Democratici evocano impeachment dopo le accuse di Cohen a Trump

WASHINGTON. – Riconquistata la maggioranza alla Camera, i democratici aprono due inchieste parlamentari ed evocano lo spettro dell’impeachment dopo lo scoop del sito BuzzFeed, secondo cui Michael Cohen, l’ex avvocato personale di Donald Trump, ha confermato al procuratore speciale del Russiagate Robert Mueller che fu il presidente ad ordinargli di mentire al Congresso sui negoziati per la costruzione di una Trump Tower a Mosca e su un possibile incontro con Putin.
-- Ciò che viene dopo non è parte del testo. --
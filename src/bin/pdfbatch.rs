//! CLI binary for pdfbatch.
//!
//! A thin shim over the library crate that maps CLI flags to `RunConfig`
//! and prints results.

use anyhow::{Context, Result};
use clap::Parser;
use indicatif::{ProgressBar, ProgressStyle};
use pdfbatch::{run, OutputMode, ProgressCallback, RunConfig, RunProgressCallback};
use std::collections::HashMap;
use std::io;
use std::path::{Path, PathBuf};
use std::sync::atomic::{AtomicUsize, Ordering};
use std::sync::{Arc, Mutex};
use std::time::{Duration, Instant};
use tracing_subscriber::EnvFilter;

// ── ANSI colour helpers (no extra deps) ──────────────────────────────────────

fn green(s: &str) -> String {
    format!("\x1b[32m{s}\x1b[0m")
}
fn red(s: &str) -> String {
    format!("\x1b[31m{s}\x1b[0m")
}
fn dim(s: &str) -> String {
    format!("\x1b[2m{s}\x1b[0m")
}
fn bold(s: &str) -> String {
    format!("\x1b[1m{s}\x1b[0m")
}
fn cyan(s: &str) -> String {
    format!("\x1b[36m{s}\x1b[0m")
}

/// Truncate long messages to keep output tidy. Counts chars, not bytes:
/// error text embeds file names, which may be non-ASCII.
fn truncate_msg(s: &str, max_chars: usize) -> String {
    if s.chars().count() <= max_chars {
        return s.to_string();
    }
    let cut: String = s.chars().take(max_chars.saturating_sub(1)).collect();
    format!("{cut}\u{2026}")
}

// ── CLI progress callback using indicatif ────────────────────────────────────

/// Terminal progress callback: renders a live progress bar and per-file
/// log lines using [indicatif].
struct CliProgress {
    /// The single progress bar anchored at the bottom of the terminal.
    bar: ProgressBar,
    /// Per-file wall-clock start times for elapsed reporting.
    start_times: Mutex<HashMap<usize, Instant>>,
    /// Count of files that errored out.
    errors: AtomicUsize,
}

impl CliProgress {
    /// Create a callback whose progress-bar length is set by
    /// `on_run_start` (called once discovery knows the file count).
    fn new_dynamic() -> Arc<Self> {
        let bar = ProgressBar::new(0); // length set in on_run_start

        // Initial style: spinner only (no counter until we know the total).
        let spinner_style = ProgressStyle::with_template("{spinner:.cyan} {prefix:.bold}  {msg}")
            .unwrap_or_else(|_| ProgressStyle::default_spinner())
            .tick_strings(&["⠋", "⠙", "⠹", "⠸", "⠼", "⠴", "⠦", "⠧", "⠇", "⠏", "⠿"]);

        bar.set_style(spinner_style);
        bar.set_prefix("Discovering");
        bar.set_message("Scanning for PDF files…");
        bar.enable_steady_tick(Duration::from_millis(80));

        Arc::new(Self {
            bar,
            start_times: Mutex::new(HashMap::new()),
            errors: AtomicUsize::new(0),
        })
    }

    /// Switch to the full progress-bar style once we know `total`.
    fn activate_bar(&self, total: usize) {
        let progress_style = ProgressStyle::with_template(
            "{spinner:.cyan} {prefix:.bold}  \
             [{bar:42.green/238}] {pos:>3}/{len} files  \
             ⏱ {elapsed_precise}",
        )
        .unwrap_or_else(|_| ProgressStyle::default_bar())
        .progress_chars("█▉▊▋▌▍▎▏  ")
        .tick_strings(&["⠋", "⠙", "⠹", "⠸", "⠼", "⠴", "⠦", "⠧", "⠇", "⠏", "⠿"]);

        self.bar.set_length(total as u64);
        self.bar.set_style(progress_style);
        self.bar.set_prefix("Processing");
    }

    /// Drop the bar without a summary line, leaving the terminal clean
    /// for whatever gets printed next.
    fn abandon(&self) {
        self.bar.finish_and_clear();
    }

    fn elapsed_secs(&self, num: usize) -> f64 {
        self.start_times
            .lock()
            .unwrap()
            .remove(&num)
            .map(|t| t.elapsed().as_millis() as f64 / 1000.0)
            .unwrap_or(0.0)
    }
}

fn file_name(path: &Path) -> String {
    path.file_name()
        .map(|n| n.to_string_lossy().into_owned())
        .unwrap_or_else(|| path.display().to_string())
}

impl RunProgressCallback for CliProgress {
    fn on_run_start(&self, discovered: usize) {
        self.activate_bar(discovered);
        self.bar.println(format!(
            "{} {}",
            cyan("◆"),
            bold(&format!("Found {discovered} PDF files"))
        ));
    }

    fn on_file_start(&self, num: usize, _total: usize, file: &Path) {
        self.start_times.lock().unwrap().insert(num, Instant::now());
        self.bar.set_message(file_name(file));
    }

    fn on_file_complete(&self, num: usize, total: usize, file: &Path, artifact: Option<&Path>) {
        let secs = self.elapsed_secs(num);
        let dest = artifact
            .map(|a| format!("→ {}", file_name(a)))
            .unwrap_or_default();
        self.bar.println(format!(
            "  {} {:>3}/{:<3}  {}  {}  {}",
            green("✓"),
            num,
            total,
            file_name(file),
            dim(&dest),
            dim(&format!("{secs:.1}s")),
        ));
        self.bar.inc(1);
    }

    fn on_file_error(&self, num: usize, total: usize, file: &Path, error: &str) {
        let secs = self.elapsed_secs(num);
        self.errors.fetch_add(1, Ordering::SeqCst);

        let msg = truncate_msg(error, 80);

        self.bar.println(format!(
            "  {} {:>3}/{:<3}  {}  {}  {}",
            red("✗"),
            num,
            total,
            file_name(file),
            red(&msg),
            dim(&format!("{secs:.1}s")),
        ));
        self.bar.inc(1);
    }

    fn on_run_complete(&self, discovered: usize, processed: usize) {
        let failed = discovered.saturating_sub(processed);
        self.bar.finish_and_clear();

        if failed == 0 {
            eprintln!(
                "{} {} files processed successfully",
                green("✔"),
                bold(&processed.to_string())
            );
        } else {
            eprintln!(
                "{} {}/{} files processed  ({} failed)",
                if processed == 0 { red("✘") } else { cyan("⚠") },
                bold(&processed.to_string()),
                discovered,
                red(&failed.to_string()),
            );
        }
    }
}

const AFTER_HELP: &str = r#"EXAMPLES:
  # Process base/ into per-file artifacts under uploads/
  pdfbatch base

  # Choose the artifact directory
  pdfbatch base --out-dir processed

  # Whole tree, one consolidated result file
  pdfbatch reports --recursive --output analysis.json

  # Tally only, write nothing
  pdfbatch base --report-only

  # Machine-readable run summary on stdout
  pdfbatch base --json --no-progress

OUTPUT:
  Each successfully processed input produces one JSON artifact named
  <stem>_processed.json (UTF-8, 2-space indentation) in the artifact
  directory, overwriting any previous run's file. With --output a single
  consolidated JSON document is written instead, keyed by file stem.

  Per-file failures are reported and counted but never stop the run;
  the exit code is 0 regardless.

ENVIRONMENT VARIABLES:
  PDFBATCH_INPUT_DIR   Default input directory
  PDFBATCH_OUT_DIR     Default artifact directory
"#;

/// Batch-process a directory of PDF documents into JSON artifacts.
#[derive(Parser, Debug)]
#[command(
    name = "pdfbatch",
    version,
    about = "Batch-process a directory of PDF documents into JSON artifacts",
    long_about = "Discover the PDF files in a directory (optionally recursively), run each one \
through a PDF processor, and persist the results as JSON — one artifact per file or one \
consolidated document. Per-file failures are reported and counted without stopping the run.",
    arg_required_else_help = true,
    color = clap::ColorChoice::Auto,
    after_long_help = AFTER_HELP
)]
struct Cli {
    /// Directory containing the input PDFs.
    #[arg(env = "PDFBATCH_INPUT_DIR")]
    input_dir: PathBuf,

    /// Search subdirectories too.
    #[arg(short, long, env = "PDFBATCH_RECURSIVE")]
    recursive: bool,

    /// Write one consolidated JSON result file instead of per-file artifacts.
    #[arg(short, long, conflicts_with_all = ["out_dir", "report_only"])]
    output: Option<PathBuf>,

    /// Directory for per-file `<stem>_processed.json` artifacts.
    #[arg(long, env = "PDFBATCH_OUT_DIR", default_value = "uploads")]
    out_dir: PathBuf,

    /// Process and tally only; write nothing to disk.
    #[arg(long, conflicts_with = "output")]
    report_only: bool,

    /// Print the run summary as JSON on stdout.
    #[arg(long)]
    json: bool,

    /// Disable the progress bar.
    #[arg(long)]
    no_progress: bool,

    /// Enable DEBUG-level tracing logs.
    #[arg(short, long)]
    verbose: bool,

    /// Suppress all output except errors.
    #[arg(short, long)]
    quiet: bool,
}

fn main() -> Result<()> {
    let cli = Cli::parse();

    // ── Logging setup ────────────────────────────────────────────────────
    // Suppress INFO-level library logs when the progress bar is active;
    // the bar provides all the feedback that matters to the user.
    let show_progress = !cli.quiet && !cli.no_progress && !cli.json;
    let filter = if cli.verbose {
        "debug"
    } else if cli.quiet || show_progress {
        "error"
    } else {
        "info"
    };

    tracing_subscriber::fmt()
        .with_env_filter(
            EnvFilter::try_from_default_env().unwrap_or_else(|_| EnvFilter::new(filter)),
        )
        .with_writer(io::stderr)
        .init();

    // ── Build config ─────────────────────────────────────────────────────
    let output_mode = if cli.report_only {
        OutputMode::Report
    } else if let Some(ref path) = cli.output {
        OutputMode::Consolidated(path.clone())
    } else {
        OutputMode::Artifacts(cli.out_dir.clone())
    };

    let mut builder = RunConfig::builder(&cli.input_dir)
        .recursive(cli.recursive)
        .output(output_mode);

    let progress = show_progress.then(CliProgress::new_dynamic);
    if let Some(ref cb) = progress {
        builder = builder.progress(Arc::clone(cb) as ProgressCallback);
    }

    let config = builder.build().context("Invalid configuration")?;

    // ── Run ──────────────────────────────────────────────────────────────
    let summary = match run(&config) {
        Ok(summary) => summary,
        Err(e) => {
            // A run-level problem (missing directory, unwritable output)
            // is reported once; the tool still exits 0, like the batch
            // scripts it replaces. The bar goes first so the error is
            // not printed under a live spinner line.
            if let Some(ref cb) = progress {
                cb.abandon();
            }
            eprintln!("{} {}", red("✘"), e);
            return Ok(());
        }
    };

    if cli.json {
        println!(
            "{}",
            serde_json::to_string_pretty(&summary).context("Failed to serialise summary")?
        );
        return Ok(());
    }

    // ── Summary ──────────────────────────────────────────────────────────
    // The progress callback already printed per-file lines and the final
    // tick; without it, print the tally here.
    if !cli.quiet && !show_progress {
        eprintln!(
            "Processed {}/{} files in {}ms",
            summary.processed, summary.discovered, summary.duration_ms
        );
        if summary.failed > 0 {
            eprintln!("  {} files failed", summary.failed);
        }
    }

    if !cli.quiet {
        for failure in summary.failures() {
            eprintln!("  {} {}", red("✗"), failure);
        }
        match config.output {
            OutputMode::Artifacts(ref dir) if !summary.artifacts.is_empty() => {
                eprintln!(
                    "{} {} artifacts in {}",
                    dim("→"),
                    summary.artifacts.len(),
                    bold(&dir.display().to_string())
                );
            }
            OutputMode::Consolidated(ref path) => {
                eprintln!("{} results written to {}", dim("→"), bold(&path.display().to_string()));
            }
            _ => {}
        }
    }

    Ok(())
}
Nella sua falsa testimonianza, il legale affermò che le trattative erano terminate a gennaio 2016 ma in realtà proseguirono sino all’estate successiva, per tutta la campagna elettorale, quando il tycoon giurava di non avere alcun legame o interesse in Russia. Un reato per il quale in novembre Cohen ha già ricevuto una condanna a tre anni, comprese altre accuse, tra cui quella di aver pagato il silenzio di due amanti del tycoon per non comprometterne la campagna.

Ma ora anche Trump rischia di rispondere di quello spergiuro: per averlo istigato nel suo ruolo di presidente, ostacolando la giustizia. E’ lo stesso reato confezionato per Richard Nixon, che si dimise per evitare l’impeachment, e Bill Clinton, che su assolto dal Senato, dove però i dem sono minoranza e per la condanna occorrono i due terzi dei membri.

“L’accusa che il presidente degli Stati Uniti possa aver indotto ad una falsa testimonianza davanti alla nostra commissione nel tentativo di limitare l’indagine e nascondere i suoi rapporti d’affari con la Russia è tra le più gravi finora”, ha commentato Adam Schiff, presidente dem della commissione intelligence della Camera, promettendo che farà tutto “il necessario per scoprire se è vero”.

Gli ha fatto eco il compagno di partito Jerry Nadler, presidente della commissione giudiziaria della Camera: “ordinare ad un subordinato di mentire al Congresso è un crimine federale. Il nostro lavoro è di andare sino in fondo, e lo faremo”. Tra i dem si rincorrono le espressioni “intralcio alla giustizia” e “impeachment”.

“Se la storia è vera il presidente si deve dimettere o deve essere messo in stato di accusa”, cavalca Joaquin Castro. Sulla stessa lunghezza d’onda Eric Holder, ex attorney general di Obama. Pure William Barr, nominato da Trump ministro della giustizia, non sembra aver dubbi: un presidente che manipola un teste ostacola la giustizia, ha risposto nell’audizione di conferma al Senato.

Il tycoon ha reagito con le solite minacce, che questa volta però i dem potrebbero contestare come un ulteriore tentativo di condizionare un teste, dato il 7 febbraio Cohen deporrà alla Camera sui suoi rapporti con il tycoon: “Mente per ridurre la sua condanna! Controllate suo suocero!”, ha twittato, rilanciando velate accuse ad un parente.

“Se credete a Cohen, posso farvi fare un grande affare sul ponte di Brooklyn”, ha ironizzato il suo avvocato Rudi Giuliani, cercando di screditare l’avvocato, che in realtà era il custode di tutti i segreti di Trump, il suo ‘pitbull’. Ma, secondo le due fonti investigative di BuzzFeed, Cohen ha confermato solo quanto Mueller già aveva appreso da vari testi della Trump Organization, email interne alla società, sms ed altri documenti.